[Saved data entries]
=======

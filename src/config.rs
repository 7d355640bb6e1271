/*
 * config.rs
 * Copyright (C) 2026 The mockmail authors
 *
 * This file is part of mockmail, an in-memory multi-protocol (SMTP/IMAP/POP3) mail
 * server used as a test double.
 *
 * mockmail is free software: you can redistribute it and/or modify
 * it under the terms of the GNU General Public License as published by
 * the Free Software Foundation, either version 3 of the License, or
 * (at your option) any later version.
 *
 * mockmail is distributed in the hope that it will be useful,
 * but WITHOUT ANY WARRANTY; without even the implied warranty of
 * MERCHANTABILITY or FITNESS FOR A PARTICULAR PURPOSE.  See the
 * GNU General Public License for more details.
 *
 * You should have received a copy of the GNU General Public License
 * along with mockmail.  If not, see <http://www.gnu.org/licenses/>.
 */

//! Configuration surface: which protocols to start, on which ports, which users exist, and
//! post-start actions (folder/`.eml` seeding). Mirrors the flat property-bag style tests use
//! to drive the server (`setup.smtp`, `users`, `auth.disabled`, ...) while also offering a
//! builder for constructing a `ServerConfig` directly from Rust.

use std::collections::HashMap;
use std::path::PathBuf;
use std::time::Duration;

#[derive(Debug, Clone, Copy, PartialEq, Eq, Hash)]
pub enum Protocol {
    Smtp,
    Imap,
    Pop3,
}

impl Protocol {
    pub fn name(&self) -> &'static str {
        match self {
            Protocol::Smtp => "smtp",
            Protocol::Imap => "imap",
            Protocol::Pop3 => "pop3",
        }
    }

    fn all() -> [Protocol; 3] {
        [Protocol::Smtp, Protocol::Imap, Protocol::Pop3]
    }

    /// Default (non-TLS) port, and the TLS-variant port, for this protocol.
    pub fn default_ports(&self) -> (u16, u16) {
        match self {
            Protocol::Smtp => (25, 465),
            Protocol::Imap => (143, 993),
            Protocol::Pop3 => (110, 995),
        }
    }
}

/// Login form used to match `users` entries against SMTP/IMAP/POP3 login strings.
#[derive(Debug, Clone, Copy, PartialEq, Eq)]
pub enum LoginForm {
    LocalPart,
    Email,
}

#[derive(Debug, Clone)]
pub struct ListenerConfig {
    pub protocol: Protocol,
    pub bind: String,
    pub port: u16,
    pub tls: bool,
}

#[derive(Debug, Clone)]
pub struct ConfiguredUser {
    pub login: String,
    pub password: String,
    pub domain: Option<String>,
}

#[derive(Debug, Clone)]
pub struct FolderSeed {
    pub user: String,
    pub folders: Vec<String>,
}

#[derive(Debug, Clone)]
pub struct EmlSeed {
    pub user: String,
    pub path: PathBuf,
    pub is_dir: bool,
}

#[derive(Debug, Clone)]
pub struct ServerConfig {
    pub listeners: Vec<ListenerConfig>,
    pub users: Vec<ConfiguredUser>,
    pub users_login_form: LoginForm,
    pub auth_disabled: bool,
    pub verbose: bool,
    pub startup_timeout: Duration,
    pub shutdown_timeout: Duration,
    pub eml_seeds: Vec<EmlSeed>,
    pub folder_seeds: Vec<FolderSeed>,
}

impl Default for ServerConfig {
    fn default() -> Self {
        Self {
            listeners: Vec::new(),
            users: Vec::new(),
            users_login_form: LoginForm::LocalPart,
            auth_disabled: false,
            verbose: false,
            startup_timeout: Duration::from_millis(1000),
            shutdown_timeout: Duration::from_millis(1000),
            eml_seeds: Vec::new(),
            folder_seeds: Vec::new(),
        }
    }
}

impl ServerConfig {
    pub fn builder() -> ServerConfigBuilder {
        ServerConfigBuilder::default()
    }

    /// Parse the flat property surface described in the configuration surface section:
    /// `setup.<protocol|all>`, `setup.test.<protocol|all>`, `<protocol>.hostname`,
    /// `<protocol>.port`, `users`, `users.login`, `auth.disabled`, `verbose`,
    /// `startup.timeout`, `foldersCreate=`, `emlFilesDirLoad=`, `emlFileLoad=`.
    pub fn from_properties(props: &HashMap<String, String>) -> Self {
        let mut cfg = ServerConfig::default();
        cfg.verbose = bool_prop(props, "verbose");
        cfg.auth_disabled = bool_prop(props, "auth.disabled");
        if let Some(ms) = props.get("startup.timeout").and_then(|v| v.parse::<u64>().ok()) {
            cfg.startup_timeout = Duration::from_millis(ms);
        }

        for proto in Protocol::all() {
            let name = proto.name();
            let (default_port, default_tls_port) = proto.default_ports();
            let hostname = props.get(&format!("{}.hostname", name)).cloned().unwrap_or_else(|| "127.0.0.1".to_string());
            let explicit_port = props.get(&format!("{}.port", name)).and_then(|v| v.parse::<u16>().ok());

            let setup_all = bool_prop(props, "setup.all");
            let setup_proto = bool_prop(props, &format!("setup.{}", name));
            if setup_all || setup_proto || explicit_port.is_some() {
                cfg.listeners.push(ListenerConfig {
                    protocol: proto,
                    bind: hostname.clone(),
                    port: explicit_port.unwrap_or(default_port),
                    tls: false,
                });
            }

            let test_all = bool_prop(props, "setup.test.all");
            let test_proto = bool_prop(props, &format!("setup.test.{}", name));
            if test_all || test_proto {
                cfg.listeners.push(ListenerConfig {
                    protocol: proto,
                    bind: hostname.clone(),
                    port: default_port + 3000,
                    tls: false,
                });
            }
            let _ = default_tls_port;
        }

        if let Some(login_form) = props.get("users.login") {
            cfg.users_login_form = if login_form.eq_ignore_ascii_case("email") { LoginForm::Email } else { LoginForm::LocalPart };
        }
        if let Some(users) = props.get("users") {
            cfg.users = parse_users(users);
        }

        for (key, value) in props.iter() {
            if key == "foldersCreate" {
                cfg.folder_seeds.extend(parse_folders_create(value));
            } else if key == "emlFilesDirLoad" {
                cfg.eml_seeds.extend(parse_eml_seed(value, true));
            } else if key == "emlFileLoad" || key == "imap.loadEmlFile" {
                // The original conflates `emlFileLoad` and `imap.loadEmlFile`; accept both
                // and warn on the latter rather than guess which was intended.
                if key == "imap.loadEmlFile" {
                    tracing::warn!("imap.loadEmlFile is deprecated; use emlFileLoad");
                }
                cfg.eml_seeds.extend(parse_eml_seed(value, false));
            }
        }

        cfg
    }
}

fn bool_prop(props: &HashMap<String, String>, key: &str) -> bool {
    props.get(key).map(|v| v == "1" || v.eq_ignore_ascii_case("true")).unwrap_or(false)
}

/// `login:password[@domain],login2:password2[@domain2],...`
fn parse_users(spec: &str) -> Vec<ConfiguredUser> {
    spec.split(',')
        .filter(|s| !s.trim().is_empty())
        .filter_map(|entry| {
            let entry = entry.trim();
            let (login_pass, domain) = match entry.split_once('@') {
                Some((lp, d)) => (lp, Some(d.to_string())),
                None => (entry, None),
            };
            let (login, password) = login_pass.split_once(':')?;
            Some(ConfiguredUser { login: login.to_string(), password: password.to_string(), domain })
        })
        .collect()
}

/// `user:f1,f2,...`
fn parse_folders_create(spec: &str) -> Vec<FolderSeed> {
    match spec.split_once(':') {
        Some((user, rest)) => {
            vec![FolderSeed { user: user.to_string(), folders: rest.split(',').map(|s| s.to_string()).collect() }]
        }
        None => Vec::new(),
    }
}

/// `user:/path`
fn parse_eml_seed(spec: &str, is_dir: bool) -> Vec<EmlSeed> {
    match spec.split_once(':') {
        Some((user, path)) => vec![EmlSeed { user: user.to_string(), path: PathBuf::from(path), is_dir }],
        None => Vec::new(),
    }
}

/// Programmatic, typed alternative to the property-bag surface above; what tests normally use.
#[derive(Default)]
pub struct ServerConfigBuilder {
    cfg: ServerConfig,
}

impl ServerConfigBuilder {
    pub fn with_protocol(mut self, protocol: Protocol, bind: &str, port: u16, tls: bool) -> Self {
        self.cfg.listeners.push(ListenerConfig { protocol, bind: bind.to_string(), port, tls });
        self
    }

    pub fn with_default_protocol(mut self, protocol: Protocol, test_offset: bool) -> Self {
        let (port, _) = protocol.default_ports();
        let port = if test_offset { port + 3000 } else { port };
        self.cfg.listeners.push(ListenerConfig { protocol, bind: "127.0.0.1".to_string(), port, tls: false });
        self
    }

    pub fn with_user(mut self, login: &str, password: &str, domain: Option<&str>) -> Self {
        self.cfg.users.push(ConfiguredUser { login: login.to_string(), password: password.to_string(), domain: domain.map(str::to_string) });
        self
    }

    pub fn auth_disabled(mut self, value: bool) -> Self {
        self.cfg.auth_disabled = value;
        self
    }

    pub fn verbose(mut self, value: bool) -> Self {
        self.cfg.verbose = value;
        self
    }

    pub fn startup_timeout(mut self, d: Duration) -> Self {
        self.cfg.startup_timeout = d;
        self
    }

    pub fn build(self) -> ServerConfig {
        self.cfg
    }
}

#[cfg(test)]
mod tests {
    use super::*;

    #[test]
    fn parses_users_with_domain() {
        let users = parse_users("test:pw@localhost,other:pw2");
        assert_eq!(users.len(), 2);
        assert_eq!(users[0].login, "test");
        assert_eq!(users[0].domain.as_deref(), Some("localhost"));
        assert_eq!(users[1].domain, None);
    }

    #[test]
    fn setup_all_starts_every_protocol_on_default_ports() {
        let mut props = HashMap::new();
        props.insert("setup.all".to_string(), "true".to_string());
        let cfg = ServerConfig::from_properties(&props);
        assert_eq!(cfg.listeners.len(), 3);
        assert!(cfg.listeners.iter().any(|l| l.protocol == Protocol::Smtp && l.port == 25));
    }

    #[test]
    fn setup_test_offsets_port_by_3000() {
        let mut props = HashMap::new();
        props.insert("setup.test.imap".to_string(), "true".to_string());
        let cfg = ServerConfig::from_properties(&props);
        assert_eq!(cfg.listeners[0].port, 3143);
    }

    #[test]
    fn eml_file_load_and_deprecated_alias_both_accepted() {
        let mut props = HashMap::new();
        props.insert("emlFileLoad".to_string(), "test:/tmp/a.eml".to_string());
        props.insert("imap.loadEmlFile".to_string(), "test:/tmp/b.eml".to_string());
        let cfg = ServerConfig::from_properties(&props);
        assert_eq!(cfg.eml_seeds.len(), 2);
    }
}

=======

From the records above, determine how many lines hold "extend" and give only that number.

• Answer section: 3